Odd it may seem, my favorite dish to order whenever I walk into a traditional chinese noodle shop in Hong Kong is not a bowl of 云吞麵 wan tan meen or 水饺麵 shuei gau meen. For years, it has always been 柱侯牛腩麵 ngau nam meen aka braised beef brisket noodes for me. Not sure why but I’d always preferred this over the popular pork or shrimp dumplings for its robust flavours and the melt-in-your-mouth bites of beef brisket as well as succulent chunks of beef tendon which had been braised to the right texture and consistency. It was until more five years ago when I first visited 劉森記 in Sham Shui Po where I found another love. Their 南乳焖猪手 Braised Pig Trotters with Nam Yu Fermented Beancurd was cooked to perfection I thought. Delightfully aromatic and with flavours which are strangely familiar and yet alien to me at the same time, it was love at first sight… or taste rather. Since then I’d been going around trying out various noodle joints not only for their 柱侯牛腩麵 but also their 猪手麵 whenever possible. We braise pig trotters at home all the time, from 卤猪脚，the traditional dark soya sauce version which is prevalent in local Hokkien and Teochew cooking, to 猪脚醋, the richly vinegared version for the occasional indulgence of sweetness and tang. It didn’t take long for me to try and cook 南乳焖猪手 at home for myself, to satisfy my own cravings for this dish whenever I could, whenever I want.

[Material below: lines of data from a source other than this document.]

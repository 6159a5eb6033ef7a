use async_trait::async_trait;
use reqwest::{Client, Method, RequestBuilder};
use secrecy::ExposeSecret;
use serde::de::DeserializeOwned;

use crate::{
    api::http_helpers::{endpoint, ensure_success},
    auth::AuthContext,
    config::Config,
    errors::AppResult,
    models::{
        domain::Quiz,
        dto::{
            request::{StartAttemptQuery, SubmitAnswersRequest},
            response::{AutoSubmitResponse, CheckTimeResponse, StartAttemptResponse, SubmitResponse},
        },
    },
};

/// The remote quiz/grading API.
#[cfg_attr(test, mockall::automock)]
#[async_trait]
pub trait QuizApi: Send + Sync {
    async fn list_quizzes(&self) -> AppResult<Vec<Quiz>>;
    async fn start_attempt(&self, user_id: &str, quiz_id: &str) -> AppResult<StartAttemptResponse>;
    /// Side-effect free; safe to call on every poll.
    async fn check_time(&self, attempt_id: &str) -> AppResult<CheckTimeResponse>;
    async fn submit(
        &self,
        attempt_id: &str,
        answers: &SubmitAnswersRequest,
    ) -> AppResult<SubmitResponse>;
    async fn auto_submit(&self, attempt_id: &str) -> AppResult<AutoSubmitResponse>;
}

pub struct HttpQuizApi {
    client: Client,
    base_url: String,
    auth: AuthContext,
}

impl HttpQuizApi {
    pub fn new(config: &Config, auth: &AuthContext) -> AppResult<Self> {
        let client = Client::builder()
            .timeout(config.request_timeout())
            .build()?;

        Ok(Self {
            client,
            base_url: config.api_base_url.clone(),
            auth: auth.clone(),
        })
    }

    /// The token is read on every request, so a sign-out stops it being sent.
    fn request(&self, method: Method, path: &str) -> RequestBuilder {
        let builder = self.client.request(method, endpoint(&self.base_url, path));
        match self.auth.bearer_token() {
            Some(token) => builder.bearer_auth(token.expose_secret()),
            None => builder,
        }
    }

    async fn send_json<T: DeserializeOwned>(&self, builder: RequestBuilder) -> AppResult<T> {
        let response = ensure_success(builder.send().await?).await?;
        Ok(response.json::<T>().await?)
    }
}

#[async_trait]
impl QuizApi for HttpQuizApi {
    async fn list_quizzes(&self) -> AppResult<Vec<Quiz>> {
        self.send_json(self.request(Method::GET, "quizzes")).await
    }

    async fn start_attempt(&self, user_id: &str, quiz_id: &str) -> AppResult<StartAttemptResponse> {
        let query = StartAttemptQuery {
            clerk_id: user_id.to_string(),
            quiz_id: quiz_id.to_string(),
        };
        let builder = self
            .request(Method::POST, "quiz-attempts/start")
            .query(&query);
        self.send_json(builder).await
    }

    async fn check_time(&self, attempt_id: &str) -> AppResult<CheckTimeResponse> {
        let path = format!("quiz-attempts/{}/check-time", attempt_id);
        self.send_json(self.request(Method::GET, &path)).await
    }

    async fn submit(
        &self,
        attempt_id: &str,
        answers: &SubmitAnswersRequest,
    ) -> AppResult<SubmitResponse> {
        let path = format!("quiz-attempts/{}/submit", attempt_id);
        let builder = self.request(Method::POST, &path).json(answers);
        self.send_json(builder).await
    }

    async fn auto_submit(&self, attempt_id: &str) -> AppResult<AutoSubmitResponse> {
        let path = format!("quiz-attempts/{}/auto-submit", attempt_id);
        let response = ensure_success(self.request(Method::POST, &path).send().await?).await?;

        // The server may answer with an empty body; that means a zero score.
        let body = response.text().await?;
        if body.trim().is_empty() {
            return Ok(AutoSubmitResponse::default());
        }
        Ok(serde_json::from_str(&body)?)
    }
}
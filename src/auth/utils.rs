use crate::{
    auth::{AuthContext, UserRole},
    errors::{AppError, AppResult},
};

pub fn require_authenticated(ctx: &AuthContext) -> AppResult<String> {
    ctx.user_id()
        .ok_or_else(|| AppError::Unauthorized("Authentication required".to_string()))
}

pub fn require_role(ctx: &AuthContext, role: UserRole) -> AppResult<()> {
    require_authenticated(ctx)?;
    match ctx.role() {
        Some(current) if current == role => Ok(()),
        _ => Err(AppError::Unauthorized(format!(
            "Only a {} can perform this action",
            role
        ))),
    }
}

劉森記麵家 Lau Sum Kee Noodle Shop is an old icon of Sham Shui Po Hong Kong, an area which is well-known as a wholesale centre for clothing and apparel. Throughout the years of annual visits to Hong Kong, it has become a favorite which we visit for a quick fix whenever we are in the area. Wantan dumpling noodle shops are found all over Hong Kong in practically every street corner but what distinguishes Lam Sum Kee from the other joints is the liberal sprinkling of shrimp roe on the noodles. And this is only one of the things which sets them apart from the other run-in-the-mill shops.